What to work on:
Your response should contain each line of the data that includes "match".

Dataset entries
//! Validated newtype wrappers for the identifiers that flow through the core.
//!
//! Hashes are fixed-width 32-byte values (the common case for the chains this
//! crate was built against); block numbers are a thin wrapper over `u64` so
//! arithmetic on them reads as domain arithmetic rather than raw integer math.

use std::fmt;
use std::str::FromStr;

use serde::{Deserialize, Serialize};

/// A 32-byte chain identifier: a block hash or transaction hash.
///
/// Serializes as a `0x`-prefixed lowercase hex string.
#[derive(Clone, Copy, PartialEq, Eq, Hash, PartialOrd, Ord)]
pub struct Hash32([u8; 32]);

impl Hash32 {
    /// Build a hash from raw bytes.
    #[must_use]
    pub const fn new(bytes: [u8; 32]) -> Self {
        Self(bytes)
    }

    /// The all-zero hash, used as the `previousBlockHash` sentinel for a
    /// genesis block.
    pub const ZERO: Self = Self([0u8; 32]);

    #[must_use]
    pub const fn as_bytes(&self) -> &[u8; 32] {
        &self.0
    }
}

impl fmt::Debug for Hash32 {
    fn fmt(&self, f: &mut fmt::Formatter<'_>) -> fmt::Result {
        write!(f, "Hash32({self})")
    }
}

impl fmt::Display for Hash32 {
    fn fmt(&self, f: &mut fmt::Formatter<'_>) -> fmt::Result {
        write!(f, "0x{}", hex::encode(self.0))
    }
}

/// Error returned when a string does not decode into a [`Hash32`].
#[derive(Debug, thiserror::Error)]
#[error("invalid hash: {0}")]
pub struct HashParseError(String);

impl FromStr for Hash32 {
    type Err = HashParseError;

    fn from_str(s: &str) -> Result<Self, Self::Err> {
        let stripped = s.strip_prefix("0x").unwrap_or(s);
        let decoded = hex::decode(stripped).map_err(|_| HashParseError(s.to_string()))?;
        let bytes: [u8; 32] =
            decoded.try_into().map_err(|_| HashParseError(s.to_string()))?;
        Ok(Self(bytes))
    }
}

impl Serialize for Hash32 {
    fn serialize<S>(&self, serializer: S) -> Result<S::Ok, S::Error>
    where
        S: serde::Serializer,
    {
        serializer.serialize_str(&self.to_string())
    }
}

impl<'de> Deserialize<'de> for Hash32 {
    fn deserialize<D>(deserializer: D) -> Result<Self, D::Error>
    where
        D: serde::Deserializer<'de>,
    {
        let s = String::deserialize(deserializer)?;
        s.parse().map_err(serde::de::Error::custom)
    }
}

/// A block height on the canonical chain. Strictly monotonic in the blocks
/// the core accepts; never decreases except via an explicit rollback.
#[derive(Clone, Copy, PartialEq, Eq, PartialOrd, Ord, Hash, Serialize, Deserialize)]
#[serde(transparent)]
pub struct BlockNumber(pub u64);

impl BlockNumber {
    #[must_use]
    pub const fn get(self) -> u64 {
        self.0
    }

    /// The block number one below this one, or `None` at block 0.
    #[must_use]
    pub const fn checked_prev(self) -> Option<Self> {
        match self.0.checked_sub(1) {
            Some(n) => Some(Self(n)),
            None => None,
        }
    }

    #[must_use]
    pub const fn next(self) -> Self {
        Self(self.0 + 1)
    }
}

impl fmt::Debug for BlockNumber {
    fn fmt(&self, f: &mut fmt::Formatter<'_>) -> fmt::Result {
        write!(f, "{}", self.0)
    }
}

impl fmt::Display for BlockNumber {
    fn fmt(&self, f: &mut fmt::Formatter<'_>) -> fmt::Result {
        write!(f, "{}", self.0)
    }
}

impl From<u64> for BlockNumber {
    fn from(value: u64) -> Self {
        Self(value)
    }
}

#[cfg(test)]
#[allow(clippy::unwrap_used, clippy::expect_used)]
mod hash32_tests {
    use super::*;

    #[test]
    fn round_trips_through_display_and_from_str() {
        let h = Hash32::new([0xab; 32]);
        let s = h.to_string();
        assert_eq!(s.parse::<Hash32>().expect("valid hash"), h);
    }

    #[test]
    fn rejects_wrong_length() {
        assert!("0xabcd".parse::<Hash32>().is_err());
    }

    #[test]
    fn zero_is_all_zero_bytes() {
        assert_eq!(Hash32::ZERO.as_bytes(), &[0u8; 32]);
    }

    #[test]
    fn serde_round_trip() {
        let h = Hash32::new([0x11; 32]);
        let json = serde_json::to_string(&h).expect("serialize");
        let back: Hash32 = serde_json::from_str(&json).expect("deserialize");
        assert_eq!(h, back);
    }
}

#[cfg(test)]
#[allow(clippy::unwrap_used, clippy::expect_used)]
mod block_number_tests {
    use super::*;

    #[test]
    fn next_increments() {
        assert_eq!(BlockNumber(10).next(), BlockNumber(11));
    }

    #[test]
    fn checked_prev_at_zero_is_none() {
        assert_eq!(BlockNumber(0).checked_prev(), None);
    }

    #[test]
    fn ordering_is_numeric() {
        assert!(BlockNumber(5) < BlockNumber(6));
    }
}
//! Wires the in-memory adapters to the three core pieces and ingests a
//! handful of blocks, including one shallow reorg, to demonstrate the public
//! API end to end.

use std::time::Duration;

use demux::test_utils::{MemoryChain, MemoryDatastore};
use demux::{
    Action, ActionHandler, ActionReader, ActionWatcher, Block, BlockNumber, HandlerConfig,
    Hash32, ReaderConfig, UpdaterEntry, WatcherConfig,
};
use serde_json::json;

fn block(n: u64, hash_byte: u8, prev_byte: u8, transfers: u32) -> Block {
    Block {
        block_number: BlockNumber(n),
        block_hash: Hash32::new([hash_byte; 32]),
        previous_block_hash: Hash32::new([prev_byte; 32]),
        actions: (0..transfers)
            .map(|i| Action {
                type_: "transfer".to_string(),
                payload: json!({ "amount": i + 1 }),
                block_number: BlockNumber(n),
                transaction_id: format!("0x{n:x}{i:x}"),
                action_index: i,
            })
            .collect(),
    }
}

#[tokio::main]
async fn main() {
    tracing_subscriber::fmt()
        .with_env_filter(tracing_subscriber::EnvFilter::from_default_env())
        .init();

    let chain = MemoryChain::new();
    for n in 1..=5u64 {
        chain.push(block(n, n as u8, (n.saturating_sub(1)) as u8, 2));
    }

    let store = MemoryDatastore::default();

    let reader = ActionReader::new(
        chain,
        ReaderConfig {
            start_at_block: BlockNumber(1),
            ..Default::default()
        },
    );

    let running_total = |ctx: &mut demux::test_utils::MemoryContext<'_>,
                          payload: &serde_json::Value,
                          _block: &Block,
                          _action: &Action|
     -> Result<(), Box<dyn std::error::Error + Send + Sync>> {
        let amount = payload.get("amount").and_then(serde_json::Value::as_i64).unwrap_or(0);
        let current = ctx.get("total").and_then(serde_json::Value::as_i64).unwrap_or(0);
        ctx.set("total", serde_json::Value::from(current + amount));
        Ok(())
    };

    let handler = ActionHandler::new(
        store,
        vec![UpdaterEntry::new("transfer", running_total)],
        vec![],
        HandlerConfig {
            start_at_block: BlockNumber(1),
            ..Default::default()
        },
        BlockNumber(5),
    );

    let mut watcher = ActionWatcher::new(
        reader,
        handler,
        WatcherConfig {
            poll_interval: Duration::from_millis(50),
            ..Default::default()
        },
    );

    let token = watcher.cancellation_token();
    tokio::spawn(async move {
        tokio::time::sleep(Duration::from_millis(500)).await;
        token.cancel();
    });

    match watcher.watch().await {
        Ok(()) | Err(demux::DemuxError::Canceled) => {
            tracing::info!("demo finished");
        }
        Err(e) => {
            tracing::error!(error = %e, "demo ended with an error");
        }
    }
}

--

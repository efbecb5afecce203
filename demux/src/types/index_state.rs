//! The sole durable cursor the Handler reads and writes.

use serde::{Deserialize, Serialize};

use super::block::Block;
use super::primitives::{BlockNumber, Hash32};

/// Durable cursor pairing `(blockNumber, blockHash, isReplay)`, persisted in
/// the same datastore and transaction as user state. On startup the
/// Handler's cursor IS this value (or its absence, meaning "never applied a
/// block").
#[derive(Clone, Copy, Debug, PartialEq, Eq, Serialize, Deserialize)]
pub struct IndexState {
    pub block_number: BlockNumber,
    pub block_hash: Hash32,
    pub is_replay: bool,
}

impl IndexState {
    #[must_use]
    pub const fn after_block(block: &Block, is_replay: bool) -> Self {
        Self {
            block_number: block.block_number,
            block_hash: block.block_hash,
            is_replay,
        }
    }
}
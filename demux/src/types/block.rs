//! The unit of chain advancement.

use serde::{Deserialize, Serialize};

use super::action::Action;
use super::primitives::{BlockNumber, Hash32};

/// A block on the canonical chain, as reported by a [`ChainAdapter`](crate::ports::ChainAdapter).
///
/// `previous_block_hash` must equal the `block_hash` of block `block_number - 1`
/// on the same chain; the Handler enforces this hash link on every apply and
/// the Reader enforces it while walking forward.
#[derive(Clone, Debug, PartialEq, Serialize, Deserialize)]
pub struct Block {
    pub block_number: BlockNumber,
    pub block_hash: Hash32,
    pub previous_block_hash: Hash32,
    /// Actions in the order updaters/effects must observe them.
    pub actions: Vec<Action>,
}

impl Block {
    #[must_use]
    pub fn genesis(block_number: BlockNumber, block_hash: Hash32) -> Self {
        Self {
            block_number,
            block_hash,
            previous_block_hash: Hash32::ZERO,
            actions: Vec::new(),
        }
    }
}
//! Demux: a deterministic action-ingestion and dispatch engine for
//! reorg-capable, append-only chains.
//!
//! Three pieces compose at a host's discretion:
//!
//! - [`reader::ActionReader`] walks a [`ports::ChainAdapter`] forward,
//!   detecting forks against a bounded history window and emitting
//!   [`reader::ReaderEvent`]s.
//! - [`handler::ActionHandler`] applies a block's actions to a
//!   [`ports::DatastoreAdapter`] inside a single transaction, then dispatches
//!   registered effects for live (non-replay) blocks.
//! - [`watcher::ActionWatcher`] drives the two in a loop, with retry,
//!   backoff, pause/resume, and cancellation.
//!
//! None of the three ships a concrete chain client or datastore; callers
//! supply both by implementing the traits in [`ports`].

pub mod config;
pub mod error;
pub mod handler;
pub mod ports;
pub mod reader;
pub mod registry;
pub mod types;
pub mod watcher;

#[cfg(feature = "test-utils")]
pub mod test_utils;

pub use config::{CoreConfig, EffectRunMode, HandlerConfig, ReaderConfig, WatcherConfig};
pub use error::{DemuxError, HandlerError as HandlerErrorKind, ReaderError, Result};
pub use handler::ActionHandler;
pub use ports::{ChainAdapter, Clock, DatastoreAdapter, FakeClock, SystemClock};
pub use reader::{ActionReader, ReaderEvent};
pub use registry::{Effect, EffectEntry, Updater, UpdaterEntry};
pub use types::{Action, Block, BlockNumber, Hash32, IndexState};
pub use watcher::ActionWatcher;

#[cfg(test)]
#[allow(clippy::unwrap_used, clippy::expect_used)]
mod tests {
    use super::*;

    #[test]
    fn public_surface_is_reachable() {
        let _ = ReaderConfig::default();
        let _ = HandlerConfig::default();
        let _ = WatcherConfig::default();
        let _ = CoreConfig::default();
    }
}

Answer box:
        match self.0.checked_sub(1) {
    match watcher.watch().await {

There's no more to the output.